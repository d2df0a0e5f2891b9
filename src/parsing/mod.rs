//*** START FILE: src/parsing/mod.rs ***//
pub mod schedule_parser;

pub use schedule_parser::{format_schedule_text, parse_raw_entries, parse_schedule_text, DATE_FORMAT};
//*** END FILE: src/parsing/mod.rs ***//
//*** START FILE: src/main.rs ***//
use std::fs;
use std::path::PathBuf;

use anyhow::Context;
use clap::{Args, Parser, Subcommand};

use cytocv::config::load_config_from_file;
use cytocv::logging::init_tracing;
use cytocv::report::ComparisonReport;
use cytocv::report_io::save_report;
use cytocv::runner::{resolve_schedule, run_comparison, ComparisonArgs};
use cytocv::simulation::parse_batch_size;

#[derive(Parser, Debug)]
#[command(name = "cytocv", version, about = "Compare batch vs real-time CV for simulated cytometry runs")]
struct Cli {
    /// TOML file with populations and defaults (falls back to ./cytocv.toml, then built-ins)
    #[arg(long, global = true)]
    config: Option<PathBuf>,

    /// Log level used when RUST_LOG is not set
    #[arg(long, global = true, default_value = "info")]
    log_level: String,

    #[command(subcommand)]
    command: Command,
}

#[derive(Subcommand, Debug)]
enum Command {
    /// Simulate both processing modes and print the summary table
    Simulate(SimulateArgs),
    /// Print the batch and real-time run sequences for a schedule
    Runs(ScheduleArgs),
    /// Print the default schedule in the input text format
    DefaultSchedule,
}

#[derive(Args, Debug)]
struct ScheduleArgs {
    /// Schedule file, one `MM/DD/YYYY: COUNT` entry per line
    #[arg(long)]
    schedule: Option<PathBuf>,

    /// Minimum pending samples that trigger a batch run
    #[arg(long)]
    batch_size: Option<String>,
}

#[derive(Args, Debug)]
struct SimulateArgs {
    #[command(flatten)]
    schedule: ScheduleArgs,

    /// Overall batch-mode CV in percent
    #[arg(long)]
    batch_cv: Option<f64>,

    /// Overall real-time-mode CV in percent
    #[arg(long)]
    realtime_cv: Option<f64>,

    /// Seed for reproducible draws
    #[arg(long)]
    seed: Option<u64>,

    /// Also write the full report as JSON
    #[arg(long)]
    json: Option<PathBuf>,
}

impl ScheduleArgs {
    fn read_schedule(&self) -> anyhow::Result<Option<String>> {
        self.schedule
            .as_ref()
            .map(|path| fs::read_to_string(path).with_context(|| format!("failed to read schedule {}", path.display())))
            .transpose()
    }

    fn batch_size(&self) -> anyhow::Result<Option<u64>> {
        Ok(self.batch_size.as_deref().map(parse_batch_size).transpose()?)
    }
}

fn main() -> anyhow::Result<()> {
    let cli = Cli::parse();
    init_tracing(Some(cli.log_level.as_str()))?;

    let config = load_config_from_file(cli.config.as_deref()).context("failed to load configuration")?;

    match cli.command {
        Command::Simulate(args) => {
            let comparison_args = ComparisonArgs {
                schedule_text: args.schedule.read_schedule()?,
                batch_size: args.schedule.batch_size()?,
                batch_cv: args.batch_cv,
                realtime_cv: args.realtime_cv,
                seed: args.seed,
            };
            let report = run_comparison(&config, &comparison_args)?;

            println!("{}", report.render_schedule_summary());
            print!("{}", report.render_table());

            if let Some(path) = &args.json {
                save_report(&report, path)?;
                println!("\nReport written to {}", path.display());
            }
        }
        Command::Runs(args) => {
            let schedule_text = args.read_schedule()?;
            let schedule = resolve_schedule(&config, schedule_text.as_deref())?;
            let batch_size = args.batch_size()?.unwrap_or(config.default_batch_size);

            let batch_runs = schedule.batch_runs(batch_size)?;
            println!("Batch mode (batch size {batch_size}):");
            print!("{}", ComparisonReport::render_runs(&batch_runs));
            println!("\nReal-time mode:");
            print!("{}", ComparisonReport::render_runs(&schedule.realtime_runs()));
        }
        Command::DefaultSchedule => {
            println!("{}", config.default_schedule_text()?);
        }
    }

    Ok(())
}
//*** END FILE: src/main.rs ***//
pub mod cytometry;

pub use cytometry::{
    CellPopulation, CvConfiguration, ProcessingMode, ProcessingRun, RawScheduleEntry, ScheduleEntry,
};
* * * * * * * * *
§ Exercise aim: Look for the string "Some" in the data above and return every line that has it.

§ Solution for this task:
    init_tracing(Some(cli.log_level.as_str()))?;
            if let Some(path) = &args.json {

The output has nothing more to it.